So the rollout is more or less done. That will come down. 4G capacities we are not investing anymore. Then the only question is 5G. And 5G we roll out as and when we see devices, as and when we see fixed wireless access demand. So a combination of that is what we use as an algorithm to say this is a 5G rollout. That is going to be modest and it will keep rolling out over the next three to five years. So the reduction in capex will come from reduction in wireless capex. One place which will get some investment is on the cloud area, which we’ve already invested this year, and we will see how that shapes up over the coming years to continue investments there. So — but that’s a new growth opportunity and that will — like we discussed earlier, that is a fast-growing area and should give us more growth in the B2B segment should that investment materialize.
Soumen Ray
Just to add on the operating free cash flow, I think earlier, the way you adjusted for spectrum prepayment and dividend payment, and that is the way to look at it. We should be consistently delivering that kind of a cash flow except for some changes seasonality in capex which will not be very large. So you can consider that trend.
Unidentified Participant
Understood. There are no new other investment opportunities that the free cash flow should be deployed, right? We should focus on this INR40,000 crores, INR45,000 crores of deleveraging?
Soumen Ray
See, it will be a combination of reduction. We still have some spectrum which is high cost. So that will happen which will be a part of deleverage and [Indecipherable]
Unidentified Participant
Understood. Very clear.
Soumen Ray
Thank you.
Operator
Thank you, everyone. I would like to remind participants to stay connected on the call for the next session on Bharti Hexacom. I would now like to invite Gopal for his closing remarks for Bharti Airtel.
Gopal Vittal
Thank you very much. I think overall, I would sum up by saying that it’s been an overall a good quarter and the flow through of tariff increase has been in line with our expectations. We’ve seen a step up in broadband growth. There’s more to be done there. B2B needs to step up, but competitively we’re doing well on B2B. And finally on the announcements we made yesterday on organizational change, I think we have a very solid and structured plan over the next 14 months and that really stands the company in very good stead. And as I mentioned at the outset, I will continue to be deeply involved, not just for the next 14 months, but well beyond it. I’m totally committed to the Bharti Group. So thank you very much for joining this. And over to you, Soumen.
Operator
Thank you, Gopal. With this, I would now like to hand over to Mr. Soumen Ray for his opening remarks on Bharti Hexacom performance.
Soumen Ray
Good afternoon, everyone. Welcome to the Bharti Hexacom Q2 FY ’25 Earnings Call. Let me start with business update before I move to the financial performance. During the quarter, we turbocharged our network with deployment of additional 15 megahertz of spectrum that was purchased in the June ’24 auction. The deployment happened in this quarter. We also accelerated our expansion of our Wi-Fi offering both between wired and FWA across key cities in both circles. This expansion will enable us to cover close to about 3 million additional home passes or households. We have significantly increased our customer acquisition in homes segment over the last quarter on the back of this expansion.
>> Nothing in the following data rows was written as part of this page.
//! Typed errors for engine operations.
//!
//! Every transition either commits or returns one of these; the actor never
//! swallows them and the gateway maps them onto HTTP statuses.

use std::fmt;

/// Errors that can occur during game operations
#[derive(Debug, Clone, PartialEq, Eq)]
pub enum GameError {
    // Seating errors
    TableFull,
    AlreadySeated,
    NotSeated,
    InsufficientBuyIn { required: i64, available: i64 },
    InHandCannotLeave,

    // Action errors
    NotYourTurn,
    CannotAct,
    BetToMatch { current_bet: i64 },
    BelowMinRaise { minimum: i64, attempted: i64 },
    InsufficientChips { required: i64, available: i64 },
    UnknownAction { action: String },

    // Hand lifecycle errors
    HandInProgress,
    HandNotInProgress,

    // Deck errors (programming errors; must not occur in well-formed flows)
    DeckExhausted { requested: usize, remaining: usize },
}

impl fmt::Display for GameError {
    fn fmt(&self, f: &mut fmt::Formatter<'_>) -> fmt::Result {
        match self {
            GameError::TableFull => write!(f, "Table is full"),
            GameError::AlreadySeated => write!(f, "You are already seated at this table"),
            GameError::NotSeated => write!(f, "You are not seated at this table"),
            GameError::InsufficientBuyIn {
                required,
                available,
            } => write!(
                f,
                "Buy-in too small: need {} chips, you have {}",
                required, available
            ),
            GameError::InHandCannotLeave => {
                write!(f, "Cannot leave while in a hand")
            }
            GameError::NotYourTurn => write!(f, "Not your turn"),
            GameError::CannotAct => write!(f, "You cannot act"),
            GameError::BetToMatch { current_bet } => {
                write!(f, "Cannot check, there is a bet of {} to match", current_bet)
            }
            GameError::BelowMinRaise { minimum, attempted } => write!(
                f,
                "Raise to {} is below the minimum raise of {}",
                attempted, minimum
            ),
            GameError::InsufficientChips {
                required,
                available,
            } => write!(
                f,
                "Not enough chips: need {}, you have {}",
                required, available
            ),
            GameError::UnknownAction { action } => write!(f, "Unknown action: {}", action),
            GameError::HandInProgress => {
                write!(f, "Only allowed between hands")
            }
            GameError::HandNotInProgress => write!(f, "No hand in progress"),
            GameError::DeckExhausted {
                requested,
                remaining,
            } => write!(
                f,
                "Deck exhausted: requested {} cards with {} remaining",
                requested, remaining
            ),
        }
    }
}

impl std::error::Error for GameError {}

/// Result type for game operations
pub type GameResult<T> = Result<T, GameError>;

#[cfg(test)]
mod tests {
    use super::*;

    #[test]
    fn error_display() {
        let err = GameError::BelowMinRaise {
            minimum: 80,
            attempted: 50,
        };
        assert_eq!(
            err.to_string(),
            "Raise to 50 is below the minimum raise of 80"
        );
        assert_eq!(GameError::NotYourTurn.to_string(), "Not your turn");
    }

    #[test]
    fn error_equality() {
        assert_eq!(GameError::TableFull, GameError::TableFull);
        assert_ne!(GameError::TableFull, GameError::NotYourTurn);
    }
}
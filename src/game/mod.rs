pub mod constants;
pub mod deck;
pub mod error;
pub mod eval;
pub mod player;
pub mod record;
pub mod table;

pub use deck::{Card, Deck};
pub use error::{GameError, GameResult};
pub use eval::{determine_winners, evaluate_hand, HandCategory, HandRank};
pub use player::{AgentAction, Player, PlayerStatus};
pub use record::{ChatMessage, GameAction, HandRecord};
pub use table::{AgentView, GamePhase, HandResult, PublicView, TableState, TableSummary};
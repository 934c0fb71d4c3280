//! The table actor: the single-writer boundary owning one table's state.
//!
//! Every mutating call serializes through the actor's lock, applies a pure
//! engine transition, and persists the full snapshot *before* returning to
//! the caller. Side effects that belong outside the table (chip write-back,
//! archive inserts, collusion updates) are drained into an [`ActionOutcome`]
//! and handled best-effort by the manager afterwards.

pub mod manager;

pub use manager::TableManager;

use crate::db::{self, DbPool};
use crate::error::Result;
use crate::game::constants::SHOWDOWN_COOLDOWN_MS;
use crate::game::{
    AgentAction, AgentView, GamePhase, GameResult, HandRecord, Player, PublicView, TableState,
    TableSummary,
};
use tokio::sync::Mutex;

/// Side effects of a committed mutation, drained from the table state and
/// fanned out by the manager after the snapshot is durable.
#[derive(Debug, Default)]
pub struct ActionOutcome {
    pub completed_hand: Option<HandRecord>,
    pub evicted: Vec<Player>,
    /// Authoritative stacks of everyone still seated, written back to the
    /// identity store after each commit.
    pub chip_syncs: Vec<(String, i64)>,
}

pub struct TableActor {
    pub table_id: String,
    state: Mutex<TableState>,
    pool: DbPool,
}

impl TableActor {
    pub fn new(pool: DbPool, state: TableState) -> Self {
        Self {
            table_id: state.table_id.clone(),
            state: Mutex::new(state),
            pool,
        }
    }

    /// Run one mutation under the single-writer lock: pure transition,
    /// snapshot persistence, then side-effect drain. An engine error leaves
    /// the state untouched and persists nothing.
    async fn mutate<T>(
        &self,
        f: impl FnOnce(&mut TableState) -> GameResult<T>,
    ) -> Result<(T, ActionOutcome)> {
        let mut state = self.state.lock().await;
        let value = f(&mut state)?;
        db::snapshots::save(&self.pool, &state).await?;
        Ok((value, Self::drain(&mut state)))
    }

    fn drain(state: &mut TableState) -> ActionOutcome {
        ActionOutcome {
            completed_hand: state.completed_hand.take(),
            evicted: std::mem::take(&mut state.pending_evictions),
            chip_syncs: state
                .players
                .iter()
                .map(|p| (p.agent_id.clone(), p.chips))
                .collect(),
        }
    }

    pub async fn join(
        &self,
        agent_id: String,
        name: String,
        chips: i64,
        now_ms: u64,
    ) -> Result<(usize, ActionOutcome)> {
        self.mutate(|state| {
            let seat = state.join(agent_id, name, chips)?;
            if state.phase == GamePhase::Waiting && state.can_start_hand() {
                state.start_hand(now_ms);
            }
            Ok(seat)
        })
        .await
    }

    pub async fn leave(&self, agent_id: &str) -> Result<(Player, ActionOutcome)> {
        self.mutate(|state| state.leave(agent_id)).await
    }

    pub async fn sit_out(&self, agent_id: &str) -> Result<((), ActionOutcome)> {
        self.mutate(|state| state.sit_out(agent_id)).await
    }

    pub async fn sit_in(&self, agent_id: &str, now_ms: u64) -> Result<((), ActionOutcome)> {
        self.mutate(|state| {
            state.sit_in(agent_id)?;
            if state.phase == GamePhase::Waiting && state.can_start_hand() {
                state.start_hand(now_ms);
            }
            Ok(())
        })
        .await
    }

    pub async fn act(
        &self,
        agent_id: &str,
        action: AgentAction,
        now_ms: u64,
    ) -> Result<((), ActionOutcome)> {
        self.mutate(|state| state.act(agent_id, action, now_ms)).await
    }

    pub async fn chat(
        &self,
        agent_id: &str,
        text: String,
        now_ms: u64,
    ) -> Result<((), ActionOutcome)> {
        self.mutate(|state| state.chat(agent_id, text, now_ms)).await
    }

    /// Push an authoritative stack from the identity store (rebuy path).
    /// Refused while the agent is contesting a live hand.
    pub async fn update_chips(
        &self,
        agent_id: &str,
        chips: i64,
        now_ms: u64,
    ) -> Result<((), ActionOutcome)> {
        self.mutate(|state| {
            if state.phase.betting_open() {
                if let Some(idx) = state.find_player(agent_id) {
                    if state.players[idx].in_hand() {
                        return Err(crate::game::GameError::HandInProgress);
                    }
                }
            }
            state.update_chips(agent_id, chips)?;
            if state.phase == GamePhase::Waiting && state.can_start_hand() {
                state.start_hand(now_ms);
            }
            Ok(())
        })
        .await
    }

    /// Admin wipe: every seat is vacated and the table returns to waiting.
    pub async fn reset(&self) -> Result<ActionOutcome> {
        let mut state = self.state.lock().await;
        let evicted = std::mem::take(&mut state.players);
        *state = TableState::new(self.table_id.clone());
        db::snapshots::save(&self.pool, &state).await?;
        tracing::info!("Table {} reset, {} seats vacated", self.table_id, evicted.len());
        Ok(ActionOutcome {
            evicted,
            ..Default::default()
        })
    }

    /// Clock input: fire the action timeout and the post-showdown cooldown.
    /// Persists only when something actually moved.
    pub async fn tick(&self, now_ms: u64) -> Result<ActionOutcome> {
        let mut state = self.state.lock().await;
        let mut changed = state.timeout(now_ms);

        match state.phase {
            GamePhase::Showdown
                if now_ms.saturating_sub(state.last_action_at) >= SHOWDOWN_COOLDOWN_MS =>
            {
                if state.can_start_hand() {
                    changed |= state.start_hand(now_ms);
                } else {
                    state.to_waiting();
                    changed = true;
                }
            }
            // A rebuy or sit-in during waiting can make the table playable
            // without another join arriving.
            GamePhase::Waiting if state.can_start_hand() => {
                changed |= state.start_hand(now_ms);
            }
            _ => {}
        }

        if !changed {
            return Ok(ActionOutcome::default());
        }
        db::snapshots::save(&self.pool, &state).await?;
        Ok(Self::drain(&mut state))
    }

    pub async fn agent_view(&self, agent_id: &str, now_ms: u64) -> Result<AgentView> {
        let state = self.state.lock().await;
        Ok(state.agent_view(agent_id, now_ms)?)
    }

    pub async fn public_view(&self) -> PublicView {
        self.state.lock().await.public_view()
    }

    pub async fn summary(&self) -> TableSummary {
        self.state.lock().await.summary()
    }

    pub async fn has_free_seat(&self) -> bool {
        self.state.lock().await.has_free_seat()
    }

    /// Current phase, for gateway guards.
    pub async fn phase(&self) -> GamePhase {
        self.state.lock().await.phase
    }

    /// Is the agent still contesting a live hand? Gateway pre-check for the
    /// rebuy path.
    pub async fn in_live_hand(&self, agent_id: &str) -> bool {
        let state = self.state.lock().await;
        state.phase.betting_open()
            && state
                .find_player(agent_id)
                .map(|idx| state.players[idx].in_hand())
                .unwrap_or(false)
    }
}

#[cfg(test)]
mod tests {
    use super::*;
    use crate::error::AppError;
    use crate::game::constants::ACTION_TIMEOUT_MS;

    async fn actor() -> TableActor {
        let pool = crate::create_test_db().await;
        TableActor::new(pool, TableState::new("table-1".to_string()))
    }

    #[tokio::test]
    async fn join_persists_before_acknowledging() {
        let actor = actor().await;
        actor
            .join("a1".into(), "Alice".into(), 1000, 0)
            .await
            .unwrap();
        let loaded = db::snapshots::load_all(&actor.pool).await.unwrap();
        assert_eq!(loaded[0].players.len(), 1);
    }

    #[tokio::test]
    async fn second_join_starts_the_hand_and_syncs_chips() {
        let actor = actor().await;
        actor
            .join("a1".into(), "Alice".into(), 1000, 0)
            .await
            .unwrap();
        let (_, outcome) = actor
            .join("a2".into(), "Bob".into(), 1000, 0)
            .await
            .unwrap();
        assert_eq!(actor.phase().await, GamePhase::Preflop);
        // Blind posters' stacks flow back toward the identity store.
        assert_eq!(outcome.chip_syncs.len(), 2);
        assert!(outcome.chip_syncs.iter().any(|(_, chips)| *chips < 1000));
    }

    #[tokio::test]
    async fn engine_errors_do_not_persist_anything() {
        let actor = actor().await;
        actor
            .join("a1".into(), "Alice".into(), 1000, 0)
            .await
            .unwrap();
        let err = actor
            .join("a1".into(), "Alice".into(), 1000, 0)
            .await
            .unwrap_err();
        assert!(matches!(err, AppError::Precondition(_)));
        let loaded = db::snapshots::load_all(&actor.pool).await.unwrap();
        assert_eq!(loaded[0].players.len(), 1);
    }

    #[tokio::test]
    async fn tick_fires_the_timeout_and_then_the_next_hand() {
        let actor = actor().await;
        actor
            .join("a1".into(), "Alice".into(), 1000, 0)
            .await
            .unwrap();
        actor
            .join("a2".into(), "Bob".into(), 1000, 0)
            .await
            .unwrap();

        // First tick: nothing due yet.
        let outcome = actor.tick(1000).await.unwrap();
        assert!(outcome.completed_hand.is_none());

        // The stalled opener is folded out; heads-up that ends the hand.
        let outcome = actor.tick(ACTION_TIMEOUT_MS).await.unwrap();
        let record = outcome.completed_hand.expect("hand should have completed");
        assert_eq!(record.players.len(), 2);
        assert_eq!(actor.phase().await, GamePhase::Showdown);

        // After the cooldown the next hand deals itself.
        let outcome = actor
            .tick(ACTION_TIMEOUT_MS + SHOWDOWN_COOLDOWN_MS)
            .await
            .unwrap();
        assert!(outcome.completed_hand.is_none());
        assert_eq!(actor.phase().await, GamePhase::Preflop);
    }

    #[tokio::test]
    async fn rebuy_push_is_refused_mid_hand() {
        let actor = actor().await;
        actor
            .join("a1".into(), "Alice".into(), 1000, 0)
            .await
            .unwrap();
        actor
            .join("a2".into(), "Bob".into(), 1000, 0)
            .await
            .unwrap();
        let err = actor.update_chips("a1", 1000, 0).await.unwrap_err();
        assert!(matches!(err, AppError::Precondition(_)));
    }

    #[tokio::test]
    async fn reset_vacates_every_seat() {
        let actor = actor().await;
        actor
            .join("a1".into(), "Alice".into(), 1000, 0)
            .await
            .unwrap();
        let outcome = actor.reset().await.unwrap();
        assert_eq!(outcome.evicted.len(), 1);
        assert_eq!(actor.phase().await, GamePhase::Waiting);
        assert!(actor.has_free_seat().await);
    }
}
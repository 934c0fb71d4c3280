use super::*;
use crate::game::constants::{CHAT_VISIBLE_MESSAGES, MAX_SEATS};

/// Per-player info every agent and spectator may see.
#[derive(Debug, Clone, Serialize, Deserialize)]
#[serde(rename_all = "camelCase")]
pub struct PublicPlayerInfo {
    pub id: String,
    pub name: String,
    pub chips: i64,
    pub status: PlayerStatus,
    pub bet: i64,
}

/// The filtered view an agent polls from `/table/state`. Contains only that
/// agent's hole cards; everyone else's stay server-side.
#[derive(Debug, Clone, Serialize, Deserialize)]
#[serde(rename_all = "camelCase")]
pub struct AgentView {
    pub hand_id: String,
    pub phase: GamePhase,
    pub your_cards: Vec<Card>,
    pub community_cards: Vec<Card>,
    pub pot: i64,
    pub current_bet: i64,
    pub your_chips: i64,
    pub your_bet: i64,
    pub is_your_turn: bool,
    pub turn: Option<String>,
    pub time_left_ms: u64,
    pub players: Vec<PublicPlayerInfo>,
    pub recent_chat: Vec<ChatMessage>,
    pub available_actions: Vec<String>,
    pub last_hand_result: Option<HandResult>,
}

/// A spectator's seat view: hole cards appear only for players who reached
/// a real showdown.
#[derive(Debug, Clone, Serialize, Deserialize)]
#[serde(rename_all = "camelCase")]
pub struct SpectatorPlayer {
    pub id: String,
    pub name: String,
    pub chips: i64,
    pub status: PlayerStatus,
    pub bet: i64,
    #[serde(skip_serializing_if = "Option::is_none")]
    pub cards: Option<Vec<Card>>,
}

/// The unauthenticated spectator view.
#[derive(Debug, Clone, Serialize, Deserialize)]
#[serde(rename_all = "camelCase")]
pub struct PublicView {
    pub table_id: String,
    pub hand_id: String,
    pub phase: GamePhase,
    pub community_cards: Vec<Card>,
    pub pot: i64,
    pub current_bet: i64,
    pub players: Vec<SpectatorPlayer>,
    pub last_hand_result: Option<HandResult>,
}

/// One row of the table listing.
#[derive(Debug, Clone, Serialize, Deserialize)]
#[serde(rename_all = "camelCase")]
pub struct TableSummary {
    pub table_id: String,
    pub phase: GamePhase,
    pub players: usize,
    pub max_players: usize,
    pub small_blind: i64,
    pub big_blind: i64,
    pub pot: i64,
}

impl TableState {
    fn public_players(&self) -> Vec<PublicPlayerInfo> {
        self.players
            .iter()
            .map(|p| PublicPlayerInfo {
                id: p.agent_id.clone(),
                name: p.name.clone(),
                chips: p.chips,
                status: p.status,
                bet: p.bet,
            })
            .collect()
    }

    fn recent_chat(&self) -> Vec<ChatMessage> {
        let skip = self.chat.len().saturating_sub(CHAT_VISIBLE_MESSAGES);
        self.chat[skip..].to_vec()
    }

    /// The actions open to the seat under the turn pointer.
    fn available_actions(&self, idx: usize) -> Vec<String> {
        let player = &self.players[idx];
        if self.current_turn != Some(idx) || !player.can_act() {
            return vec![];
        }
        let mut actions = vec!["fold".to_string()];
        if self.current_bet <= player.bet {
            actions.push("check".to_string());
        } else {
            actions.push("call".to_string());
        }
        if player.chips > self.current_bet - player.bet {
            actions.push("raise".to_string());
        }
        actions.push("all_in".to_string());
        actions
    }

    /// Milliseconds the current player has left to act.
    fn time_left_ms(&self, now_ms: u64) -> u64 {
        if self.current_turn.is_none() || !self.phase.betting_open() {
            return 0;
        }
        self.action_timeout_ms
            .saturating_sub(now_ms.saturating_sub(self.last_action_at))
    }

    /// The state as seen by one seated agent.
    pub fn agent_view(&self, agent_id: &str, now_ms: u64) -> GameResult<AgentView> {
        let idx = self.seated(agent_id)?;
        let player = &self.players[idx];
        let is_your_turn = self.current_turn == Some(idx);
        Ok(AgentView {
            hand_id: self.hand_id.clone(),
            phase: self.phase,
            your_cards: player.hole_cards.clone(),
            community_cards: self.community_cards.clone(),
            pot: self.pot,
            current_bet: self.current_bet,
            your_chips: player.chips,
            your_bet: player.bet,
            is_your_turn,
            turn: self
                .current_turn
                .map(|t| self.players[t].agent_id.clone()),
            time_left_ms: self.time_left_ms(now_ms),
            players: self.public_players(),
            recent_chat: self.recent_chat(),
            available_actions: self.available_actions(idx),
            last_hand_result: self.last_hand_result.clone(),
        })
    }

    /// The spectator view. Hole cards are shown only at a contested
    /// showdown, and only for players who did not fold.
    pub fn public_view(&self) -> PublicView {
        let reveal = self.phase == GamePhase::Showdown && !self.won_without_showdown;
        PublicView {
            table_id: self.table_id.clone(),
            hand_id: self.hand_id.clone(),
            phase: self.phase,
            community_cards: self.community_cards.clone(),
            pot: self.pot,
            current_bet: self.current_bet,
            players: self
                .players
                .iter()
                .map(|p| SpectatorPlayer {
                    id: p.agent_id.clone(),
                    name: p.name.clone(),
                    chips: p.chips,
                    status: p.status,
                    bet: p.bet,
                    cards: if reveal && p.in_hand() && !p.hole_cards.is_empty() {
                        Some(p.hole_cards.clone())
                    } else {
                        None
                    },
                })
                .collect(),
            last_hand_result: self.last_hand_result.clone(),
        }
    }

    pub fn summary(&self) -> TableSummary {
        TableSummary {
            table_id: self.table_id.clone(),
            phase: self.phase,
            players: self.players.len(),
            max_players: MAX_SEATS,
            small_blind: self.small_blind,
            big_blind: self.big_blind,
            pot: self.pot,
        }
    }

    pub fn has_free_seat(&self) -> bool {
        self.players.len() < MAX_SEATS
    }
}

#[cfg(test)]
mod tests {
    use super::super::test_support::{advance_to_phase, table_with_hand};
    use super::*;
    use crate::game::AgentAction;

    #[test]
    fn agents_never_see_foreign_hole_cards() {
        let table = table_with_hand(&[1000, 1000, 1000], 0);
        let view = table.agent_view("p0", 0).unwrap();
        assert_eq!(view.your_cards, table.players[0].hole_cards);
        let json = serde_json::to_string(&view).unwrap();
        for other in &table.players[1..] {
            for card in &other.hole_cards {
                // A foreign card string may collide with one of ours or the
                // board; only fail when it could not have come from there.
                let visible: Vec<String> = view
                    .your_cards
                    .iter()
                    .chain(view.community_cards.iter())
                    .map(|c| c.to_string())
                    .collect();
                if !visible.contains(&card.to_string()) {
                    assert!(
                        !json.contains(&format!("\"{}\"", card)),
                        "foreign hole card leaked into the view"
                    );
                }
            }
        }
    }

    #[test]
    fn turn_holder_sees_available_actions() {
        let table = table_with_hand(&[1000, 1000, 1000], 0);
        let turn = table.current_turn.unwrap();
        let agent = table.players[turn].agent_id.clone();
        let view = table.agent_view(&agent, 0).unwrap();
        assert!(view.is_your_turn);
        // Facing the big blind: fold / call / raise / all_in, no check.
        assert_eq!(view.available_actions, vec!["fold", "call", "raise", "all_in"]);

        let other = table.players[(turn + 1) % 3].agent_id.clone();
        let other_view = table.agent_view(&other, 0).unwrap();
        assert!(!other_view.is_your_turn);
        assert!(other_view.available_actions.is_empty());
    }

    #[test]
    fn check_replaces_call_when_nothing_to_match() {
        let mut table = table_with_hand(&[1000, 1000], 0);
        advance_to_phase(&mut table, GamePhase::Flop, 0);
        let turn = table.current_turn.unwrap();
        let agent = table.players[turn].agent_id.clone();
        let view = table.agent_view(&agent, 0).unwrap();
        assert!(view.available_actions.contains(&"check".to_string()));
        assert!(!view.available_actions.contains(&"call".to_string()));
    }

    #[test]
    fn time_left_counts_down_from_the_timeout() {
        let table = table_with_hand(&[1000, 1000], 0);
        let view = table.agent_view("p0", 5_000).unwrap();
        assert_eq!(view.time_left_ms, 10_000);
    }

    #[test]
    fn spectators_see_cards_only_at_a_contested_showdown() {
        let mut table = table_with_hand(&[1000, 1000], 0);
        let mid_hand = table.public_view();
        assert!(mid_hand.players.iter().all(|p| p.cards.is_none()));

        advance_to_phase(&mut table, GamePhase::Showdown, 0);
        let showdown = table.public_view();
        assert!(showdown
            .players
            .iter()
            .all(|p| p.cards.as_ref().map(|c| c.len()) == Some(2)));
    }

    #[test]
    fn fold_out_reveals_nothing_to_spectators() {
        let mut table = table_with_hand(&[1000, 1000], 0);
        let turn = table.current_turn.unwrap();
        let agent = table.players[turn].agent_id.clone();
        table.act(&agent, AgentAction::Fold, 0).unwrap();
        assert_eq!(table.phase, GamePhase::Showdown);
        let view = table.public_view();
        assert!(view.players.iter().all(|p| p.cards.is_none()));
    }
}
Moving on to financial and operating performance, we have delivered a revenue of close to INR2,100 crores, growing sequentially by about 9.8%. The smartphone customer addition was about 143,000 as compared to about 703,000 in the previous quarter. Overall customer base was impacted by the tariff repair, which is a normal trend whenever this happens, and we expect this to get normalized over — it has already started unwinding and we expect it to normalize in a couple of quarters.
We reported yet another quarter of industry leading ARPU growth of 11.3% to INR228. EBITDA stood at INR1,046 crores with an EBITDA margin of almost 50%. Net income for the quarter was at INR253 crores. Cash generation for the quarter was robust with operating free cash flow, which is EBITDA minus capex, at about INR600 crores. Consequently, net debt to EBITDA improved to 2.03 despite addition of the spectrum debt of close to INR1,000 crores.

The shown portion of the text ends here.